FBXL19-AS1 negatively regulated ZNF765 expression through SMD pathway

(A) Dual-luciferase reporter assays were performed to determine the binding sites of FBXL19-AS1 and ZNF765 3ʹ-UTR. Data represent mean ±SD (n = 3, each). *P < 0.05 vs ZNF765 3ʹ-UTR-Wt + FBXL19-AS1 (-)-NC group. (B) Knockdown of FBXL19-AS1 significantly induced the enrichment of FBXL19-AS1 and ZNF765 mRNA with STAU1 respectively. Results were analysed using two-tailed paired Student’s t test respectively. Data represent mean ± SD (n = 3, each). *P < 0.05, **P < 0.01 vs. anti-IgG group, ^#P < 0.05 vs. Control+anti-STAU1 group. (C) Overexpression of FBXL19-AS1, knockdown of STAU1 and knockdown of UPF1 reduced the half-life time of ZNF765 mRNA. Results were analysed using one-way ANOVA test. Data represent mean ± SD (n = 3, each). *P < 0.05 vs. Control group. (D,E) Knockdown of STAU1 rescued the inhibitory effect of overexpression FBXL19-AS1 on the mRNA and protein expression levels of ZNF765. Results were analysed using one-way ANOVA test.

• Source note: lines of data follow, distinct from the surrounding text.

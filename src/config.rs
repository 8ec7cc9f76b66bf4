//! Configuration for the LSP client engine
//!
//! Provides ClientConfig with builder pattern and validation. The engine has
//! no I/O, so everything here shapes what goes on the wire: the
//! `initialize` parameters and the framing size limit.

use lsp_types::ClientInfo;
use serde_json::{Value, json};

use crate::lsp::framing::DEFAULT_MAX_MESSAGE_SIZE;

// ============================================================================
// Configuration Errors
// ============================================================================

/// Configuration validation errors
#[derive(Debug, Clone, PartialEq, Eq, thiserror::Error)]
pub enum ConfigError {
    #[error("Maximum message size must be greater than zero")]
    ZeroMessageSize,

    #[error("Client capabilities must be a JSON object, got: {0}")]
    CapabilitiesNotObject(String),

    #[error("Client name must not be empty")]
    EmptyClientName,
}

// ============================================================================
// Core Configuration Types
// ============================================================================

/// Client engine configuration
#[derive(Debug, Clone)]
pub struct ClientConfig {
    /// Client identification; omitted from `initialize` when `None`
    pub client_info: Option<ClientInfo>,

    /// Client capabilities advertised in `initialize`
    pub capabilities: Value,

    /// Server-specific `initializationOptions`
    pub initialization_options: Option<Value>,

    /// Largest accepted frame body in bytes
    pub max_message_size: usize,
}

impl Default for ClientConfig {
    fn default() -> Self {
        Self {
            client_info: Some(ClientInfo {
                name: env!("CARGO_PKG_NAME").to_string(),
                version: Some(env!("CARGO_PKG_VERSION").to_string()),
            }),
            capabilities: json!({}),
            initialization_options: None,
            max_message_size: DEFAULT_MAX_MESSAGE_SIZE,
        }
    }
}

impl ClientConfig {
    pub fn new() -> Self {
        Self::default()
    }

    pub fn with_client_info(mut self, name: impl Into<String>, version: Option<String>) -> Self {
        self.client_info = Some(ClientInfo {
            name: name.into(),
            version,
        });
        self
    }

    pub fn without_client_info(mut self) -> Self {
        self.client_info = None;
        self
    }

    pub fn with_capabilities(mut self, capabilities: Value) -> Self {
        self.capabilities = capabilities;
        self
    }

    pub fn with_initialization_options(mut self, options: Value) -> Self {
        self.initialization_options = Some(options);
        self
    }

    pub fn with_max_message_size(mut self, max_message_size: usize) -> Self {
        self.max_message_size = max_message_size;
        self
    }

    /// Validate configuration
    pub fn validate(&self) -> Result<(), ConfigError> {
        if self.max_message_size == 0 {
            return Err(ConfigError::ZeroMessageSize);
        }

        if !self.capabilities.is_object() {
            return Err(ConfigError::CapabilitiesNotObject(
                self.capabilities.to_string(),
            ));
        }

        if let Some(info) = &self.client_info
            && info.name.trim().is_empty()
        {
            return Err(ConfigError::EmptyClientName);
        }

        Ok(())
    }
}

#[cfg(test)]
mod tests {
    use super::*;

    #[test]
    fn test_default_config_is_valid() {
        let config = ClientConfig::default();
        assert!(config.validate().is_ok());
        assert_eq!(config.capabilities, json!({}));
        assert_eq!(config.max_message_size, DEFAULT_MAX_MESSAGE_SIZE);
        assert_eq!(
            config.client_info.as_ref().map(|info| info.name.as_str()),
            Some("lsp-sansio-client")
        );
    }

    #[test]
    fn test_builder_overrides() {
        let config = ClientConfig::new()
            .with_client_info("editor", None)
            .with_capabilities(json!({"window": {"showMessage": {}}}))
            .with_initialization_options(json!({"fallbackFlags": ["-std=c++20"]}))
            .with_max_message_size(1024);

        assert!(config.validate().is_ok());
        assert_eq!(
            serde_json::to_value(config.client_info.as_ref().unwrap()).unwrap(),
            json!({"name": "editor"})
        );
        assert_eq!(config.max_message_size, 1024);
        assert!(config.initialization_options.is_some());
    }

    #[test]
    fn test_validation_failures() {
        assert_eq!(
            ClientConfig::new().with_max_message_size(0).validate(),
            Err(ConfigError::ZeroMessageSize)
        );
        assert_eq!(
            ClientConfig::new().with_capabilities(json!([])).validate(),
            Err(ConfigError::CapabilitiesNotObject("[]".to_string()))
        );
        assert_eq!(
            ClientConfig::new().with_client_info("  ", None).validate(),
            Err(ConfigError::EmptyClientName)
        );
        assert!(ClientConfig::new().without_client_info().validate().is_ok());
    }
}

Data represent mean ± SD (n = 3, each). **P < 0.01 vs. Control group. (F,G) Knockdown of ZNF765 rescued the inhibitory or increasing effect of FBXL19-AS1 knockdown on TEER values or HRP of GECs respectively. (H) Knockdown of ZNF765 rescued the inhibitory effect of FBXL19-AS1 knockdown on the expression of ZO-1, occludin and claudin-5 in GECs. Results were analysed using one-way ANOVA test. Data represent mean ± SD (n = 3, each). **P < 0.01 vs. Control group, ^##P < 0.01 vs. FBXL19-AS1 (+)+ZNF765 (+) group, ^&&P < 0.01 vs. FBXL19-AS1 (-)+ZNF765 (-) group.